• _Try it_: Among the lines of the records below, copy those that hold the word "PathSegment".

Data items
──────
//! JSON codec for Plain messages
//!
//! Two styles are supported. [`JsonStyle::Protojson`] is the canonical
//! protobuf JSON mapping. [`JsonStyle::Jx`] keeps the declared field names and
//! writes 64-bit integers as JSON numbers, which matches hand-written JSON
//! structs. Both styles skip default values and ignore unknown fields when
//! decoding.

use std::str::FromStr;

use prost_reflect::{DeserializeOptions, DynamicMessage, MessageDescriptor, SerializeOptions};

use crate::RuntimeError;

/// JSON layout of Plain messages
#[derive(Debug, Clone, Copy, PartialEq, Eq, Default)]
pub enum JsonStyle {
    /// Canonical protobuf JSON: lowerCamel names, 64-bit integers as strings
    #[default]
    Protojson,
    /// Declared field names, native 64-bit numbers
    Jx,
}

impl FromStr for JsonStyle {
    type Err = String;

    fn from_str(s: &str) -> Result<Self, Self::Err> {
        match s.to_lowercase().as_str() {
            "protojson" | "proto" => Ok(JsonStyle::Protojson),
            "jx" => Ok(JsonStyle::Jx),
            _ => Err(format!("Unknown JSON style: {}", s)),
        }
    }
}

/// Encoder and decoder for one JSON style
#[derive(Debug, Clone, Copy, Default)]
pub struct JsonCodec {
    style: JsonStyle,
}

impl JsonCodec {
    /// Create a codec for the given style
    pub fn new(style: JsonStyle) -> Self {
        Self { style }
    }

    /// The configured style
    pub fn style(&self) -> JsonStyle {
        self.style
    }

    fn serialize_options(&self) -> SerializeOptions {
        let options = SerializeOptions::new().skip_default_fields(true);
        match self.style {
            JsonStyle::Protojson => options,
            JsonStyle::Jx => options
                .use_proto_field_name(true)
                .stringify_64_bit_integers(false),
        }
    }

    /// Encode a message as a JSON string
    pub fn encode(&self, msg: &DynamicMessage) -> Result<String, RuntimeError> {
        let mut serializer = serde_json::Serializer::new(Vec::new());
        msg.serialize_with_options(&mut serializer, &self.serialize_options())?;
        Ok(String::from_utf8(serializer.into_inner())?)
    }

    /// Decode a JSON string into a message of the given type
    pub fn decode(
        &self,
        descriptor: MessageDescriptor,
        json: &str,
    ) -> Result<DynamicMessage, RuntimeError> {
        let options = DeserializeOptions::new().deny_unknown_fields(false);
        let mut deserializer = serde_json::Deserializer::from_str(json);
        let msg = DynamicMessage::deserialize_with_options(descriptor, &mut deserializer, &options)?;
        deserializer.end()?;
        Ok(msg)
    }
}

#[cfg(test)]
mod tests {
    use super::*;
    use crate::crf::{CrfPath, PathSegment};
    use crate::path::{self, tests::pool};
    use prost_reflect::ReflectMessage;

    fn sample() -> DynamicMessage {
        let desc = pool().get_message_by_name("test.Inner").unwrap();
        let mut msg = DynamicMessage::new(desc);
        assert!(path::set(&mut msg, &["count"], 9_007_199_254_740_993i64));
        assert!(path::set(&mut msg, &["leaf", "flag"], true));
        msg
    }

    #[test]
    fn test_style_from_str() {
        assert_eq!("jx".parse::<JsonStyle>(), Ok(JsonStyle::Jx));
        assert_eq!("Protojson".parse::<JsonStyle>(), Ok(JsonStyle::Protojson));
        assert!("yaml".parse::<JsonStyle>().is_err());
    }

    #[test]
    fn test_protojson_stringifies_64_bit() {
        let json = JsonCodec::new(JsonStyle::Protojson).encode(&sample()).unwrap();
        assert!(json.contains(r#""count":"9007199254740993""#), "{}", json);
    }

    #[test]
    fn test_jx_keeps_numbers() {
        let json = JsonCodec::new(JsonStyle::Jx).encode(&sample()).unwrap();
        assert!(json.contains(r#""count":9007199254740993"#), "{}", json);
    }

    #[test]
    fn test_round_trip_both_styles() {
        let msg = sample();
        for style in [JsonStyle::Protojson, JsonStyle::Jx] {
            let codec = JsonCodec::new(style);
            let json = codec.encode(&msg).unwrap();
            let decoded = codec.decode(msg.descriptor(), &json).unwrap();
            assert_eq!(decoded, msg);
        }
    }

    #[test]
    fn test_crf_string_survives_json() {
        let desc = pool().get_message_by_name("test.Inner").unwrap();
        let crf = CrfPath::new(vec![
            PathSegment::new("card").with_marker("oneof", "pay/ment"),
            PathSegment::new("number"),
        ])
        .to_string();

        let mut msg = DynamicMessage::new(desc.clone());
        assert!(path::set(&mut msg, &["street"], crf.clone()));
        for style in [JsonStyle::Protojson, JsonStyle::Jx] {
            let codec = JsonCodec::new(style);
            let decoded = codec.decode(desc.clone(), &codec.encode(&msg).unwrap()).unwrap();
            assert_eq!(path::get::<String, _>(&decoded, &["street"]), Some(crf.clone()));
        }
    }

    #[test]
    fn test_decode_ignores_unknown_fields() {
        let desc = pool().get_message_by_name("test.Leaf").unwrap();
        let msg = JsonCodec::default()
            .decode(desc, r#"{"flag": true, "extra": 1}"#)
            .unwrap();
        assert_eq!(path::get::<bool, _>(&msg, &["flag"]), Some(true));
    }
}
//! Error types for the runtime support library

/// Error type for runtime operations that can fail
#[derive(Debug, thiserror::Error)]
pub enum RuntimeError {
    /// JSON encoding or decoding failed
    #[error("json error: {0}")]
    Json(#[from] serde_json::Error),

    /// JSON output was not valid UTF-8
    #[error("json output is not utf-8: {0}")]
    Utf8(#[from] std::string::FromUtf8Error),

    /// Discriminator string is not of the form `package.Enum.VALUE`
    #[error("malformed enum discriminator: {0:?}")]
    MalformedDiscriminator(String),

    /// Discriminator names an enum or value missing from the pool
    #[error("unknown enum discriminator: {0}")]
    UnknownDiscriminator(String),
}
use serde::{Deserialize, Serialize};

use crate::shared::constants::{DEFAULT_NUM_FACES, FACE_LANDMARKER_MODEL_URL};

/// Whether the landmarker expects independent images or a timestamped stream.
#[derive(Debug, Clone, Copy, PartialEq, Eq, Serialize, Deserialize)]
#[serde(rename_all = "UPPERCASE")]
pub enum RunningMode {
    Image,
    Video,
}

impl std::fmt::Display for RunningMode {
    fn fmt(&self, f: &mut std::fmt::Formatter<'_>) -> std::fmt::Result {
        match self {
            RunningMode::Image => write!(f, "IMAGE"),
            RunningMode::Video => write!(f, "VIDEO"),
        }
    }
}

#[derive(Debug, Clone, Copy, PartialEq, Eq, Serialize, Deserialize)]
#[serde(rename_all = "UPPERCASE")]
pub enum Delegate {
    Cpu,
    Gpu,
}

/// Construction options for a face landmarker backend.
#[derive(Debug, Clone, PartialEq, Serialize, Deserialize)]
#[serde(default)]
pub struct FaceLandmarkerOptions {
    pub model_asset_path: String,
    pub delegate: Delegate,
    pub output_face_blendshapes: bool,
    pub running_mode: RunningMode,
    pub num_faces: usize,
}

impl Default for FaceLandmarkerOptions {
    fn default() -> Self {
        Self {
            model_asset_path: FACE_LANDMARKER_MODEL_URL.to_string(),
            delegate: Delegate::Gpu,
            output_face_blendshapes: true,
            running_mode: RunningMode::Image,
            num_faces: DEFAULT_NUM_FACES,
        }
    }
}

#[cfg(test)]
mod tests {
    use super::*;

    #[test]
    fn test_defaults() {
        let opts = FaceLandmarkerOptions::default();
        assert!(opts.model_asset_path.ends_with("face_landmarker.task"));
        assert_eq!(opts.delegate, Delegate::Gpu);
        assert!(opts.output_face_blendshapes);
        assert_eq!(opts.running_mode, RunningMode::Image);
        assert_eq!(opts.num_faces, 1);
    }

    #[test]
    fn test_running_mode_serializes_uppercase() {
        assert_eq!(serde_json::to_string(&RunningMode::Video).unwrap(), "\"VIDEO\"");
        let mode: RunningMode = serde_json::from_str("\"IMAGE\"").unwrap();
        assert_eq!(mode, RunningMode::Image);
    }

    #[test]
    fn test_partial_options_fill_defaults() {
        let opts: FaceLandmarkerOptions =
            serde_json::from_str(r#"{"delegate":"CPU","num_faces":2}"#).unwrap();
        assert_eq!(opts.delegate, Delegate::Cpu);
        assert_eq!(opts.num_faces, 2);
        assert!(opts.output_face_blendshapes);
    }
}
──────
• _Reply_:
    use crate::crf::{CrfPath, PathSegment};
            PathSegment::new("card").with_marker("oneof", "pay/ment"),
            PathSegment::new("number"),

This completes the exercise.